# Richter Belmont (Castlevania) vs Edward Cullen (Twilight)



## Berserkhawk z (May 7, 2010)

Fight takes place in a gladiator arena, who wins?


----------



## skiboydoggy (May 7, 2010)

The Vampire Killer refuses to acknowledge Edward Cullen as its namesake enemy and implodes. Richter then punches Edward to death.


----------



## kyrax12 (May 7, 2010)

skiboydoggy said:


> The Vampire Killer refuses to acknowledge Edward Cullen as its namesake enemy and implodes. Richter then punches Edward to death.

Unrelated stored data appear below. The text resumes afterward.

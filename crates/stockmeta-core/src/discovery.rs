//! Media discovery for finding images in files and directories.

use std::path::{Path, PathBuf};
use walkdir::WalkDir;

use crate::config::DiscoveryConfig;
use crate::prompt::EditTag;

/// Discovers supported media files.
pub struct MediaDiscovery {
    config: DiscoveryConfig,
}

/// A media file found on disk.
#[derive(Debug, Clone)]
pub struct DiscoveredFile {
    /// Full path to the file
    pub path: PathBuf,
    /// File size in bytes
    pub size: u64,
}

impl DiscoveredFile {
    /// Edit variant encoded in the file stem, e.g. `harbour_bw.jpg`.
    pub fn edit_tag(&self) -> Option<EditTag> {
        let stem = self.path.file_stem()?.to_str()?;
        EditTag::ALL
            .into_iter()
            .find(|tag| stem.len() > tag.as_str().len() && stem.ends_with(tag.as_str()))
    }

    /// Path of the unedited original a tagged variant was derived from.
    pub fn original_path(&self) -> Option<PathBuf> {
        let tag = self.edit_tag()?;
        let stem = self.path.file_stem()?.to_str()?;
        let base = &stem[..stem.len() - tag.as_str().len()];
        let name = match self.path.extension().and_then(|e| e.to_str()) {
            Some(ext) => format!("{base}.{ext}"),
            None => base.to_string(),
        };
        Some(self.path.with_file_name(name))
    }
}

impl MediaDiscovery {
    pub fn new(config: DiscoveryConfig) -> Self {
        Self { config }
    }

    /// Discover all supported media at a path.
    ///
    /// A file is returned if its extension is supported. A directory is walked
    /// recursively. Results are sorted by path.
    pub fn discover(&self, path: &Path) -> Vec<DiscoveredFile> {
        if path.is_file() {
            if self.is_supported(path) {
                if let Ok(meta) = std::fs::metadata(path) {
                    return vec![DiscoveredFile {
                        path: path.to_path_buf(),
                        size: meta.len(),
                    }];
                }
            }
            return vec![];
        }

        let mut files: Vec<DiscoveredFile> = WalkDir::new(path)
            .follow_links(true)
            .into_iter()
            .filter_map(|e| e.ok())
            .filter(|entry| entry.file_type().is_file() && self.is_supported(entry.path()))
            .filter_map(|entry| {
                let size = entry.metadata().ok()?.len();
                Some(DiscoveredFile {
                    path: entry.into_path(),
                    size,
                })
            })
            .collect();

        files.sort_by(|a, b| a.path.cmp(&b.path));
        tracing::debug!("Discovered {} media files under {:?}", files.len(), path);
        files
    }

    fn is_supported(&self, path: &Path) -> bool {
        path.extension()
            .and_then(|ext| ext.to_str())
            .is_some_and(|ext| {
                self.config
                    .supported_formats
                    .iter()
                    .any(|fmt| fmt.eq_ignore_ascii_case(ext))
            })
    }

    pub fn total_size(files: &[DiscoveredFile]) -> u64 {
        files.iter().map(|f| f.size).sum()
    }
}

#[cfg(test)]
mod tests {
    use super::*;

    fn discovery() -> MediaDiscovery {
        MediaDiscovery::new(DiscoveryConfig::default())
    }

    #[test]
    fn test_is_supported() {
        let discovery = discovery();
        assert!(discovery.is_supported(Path::new("test.jpg")));
        assert!(discovery.is_supported(Path::new("test.JPG")));
        assert!(discovery.is_supported(Path::new("test.tiff")));
        assert!(!discovery.is_supported(Path::new("test.txt")));
        assert!(!discovery.is_supported(Path::new("noext")));
    }

    #[test]
    fn test_discover_walks_and_sorts() {
        let dir = tempfile::tempdir().unwrap();
        std::fs::create_dir(dir.path().join("nested")).unwrap();
        std::fs::write(dir.path().join("b.png"), [1, 2, 3]).unwrap();
        std::fs::write(dir.path().join("nested/a.JPG"), [1]).unwrap();
        std::fs::write(dir.path().join("notes.txt"), "skip").unwrap();

        let files = discovery().discover(dir.path());
        let names: Vec<_> = files
            .iter()
            .map(|f| f.path.strip_prefix(dir.path()).unwrap().to_path_buf())
            .collect();
        assert_eq!(names, vec![PathBuf::from("b.png"), PathBuf::from("nested/a.JPG")]);
        assert_eq!(MediaDiscovery::total_size(&files), 4);
    }

    #[test]
    fn test_discover_single_file() {
        let dir = tempfile::tempdir().unwrap();
        let file = dir.path().join("lake.webp");
        std::fs::write(&file, [0; 10]).unwrap();
        assert_eq!(discovery().discover(&file).len(), 1);
        assert!(discovery().discover(&dir.path().join("missing.jpg")).is_empty());
    }

    #[test]
    fn test_edit_tag_from_stem() {
        let file = DiscoveredFile {
            path: PathBuf::from("/photos/harbour_bw.jpg"),
            size: 0,
        };
        assert_eq!(file.edit_tag(), Some(EditTag::BlackAndWhite));
        assert_eq!(file.original_path(), Some(PathBuf::from("/photos/harbour.jpg")));

        let plain = DiscoveredFile {
            path: PathBuf::from("/photos/harbour.jpg"),
            size: 0,
        };
        assert_eq!(plain.edit_tag(), None);
        assert_eq!(plain.original_path(), None);
    }
}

Constant hate from a popular series is what I refuse to acknowledge.


----------



## CrazyMoronX (May 7, 2010)

Richter has moves that allow him sonic movement, so he can keep up in speed. He's obviously super strong, he can kill all those gigant metal monsters (the guy with the hammer/axe/giant floating swords), so strength is no issue--in fact, I'd say he has the advantage--he has a weapon that kills specifically Vampires, too, so this is an easy stomp.

Cullen can't even touch Richter. No way, no how. If he manages he takes half a health bar and dies instantly from one hit. Like one of those water-squirting fish men die in one shot.


----------



## Demon Of Elru (May 7, 2010)

Richter kills edward in the worst possible way.


----------



## Nihilistic (May 7, 2010)

Demon Of Elru said:


> Richter kills edward in the worst possible way.



...by handing eddy-kins over to his rabid fangirls that proceed to do unspeakable things to him, before tearing him apart for souvenirs?


----------



## Ulti (May 7, 2010)

Doesn't even need to bring out the holy water for this


----------



## Level7N00b (May 7, 2010)

Edward auto fail loses, just like the rest of his shitty universe.


----------



## HeOf7 (May 7, 2010)

Fights like this is what we have the joke BD for i do Believe.


----------



## Black Sabbath II (May 7, 2010)

Richter Belmont can not kill Edward Cullen since Edward is already being brutally sodomised and dismembered by Blade who's had enough of this sparkling bullshit.


----------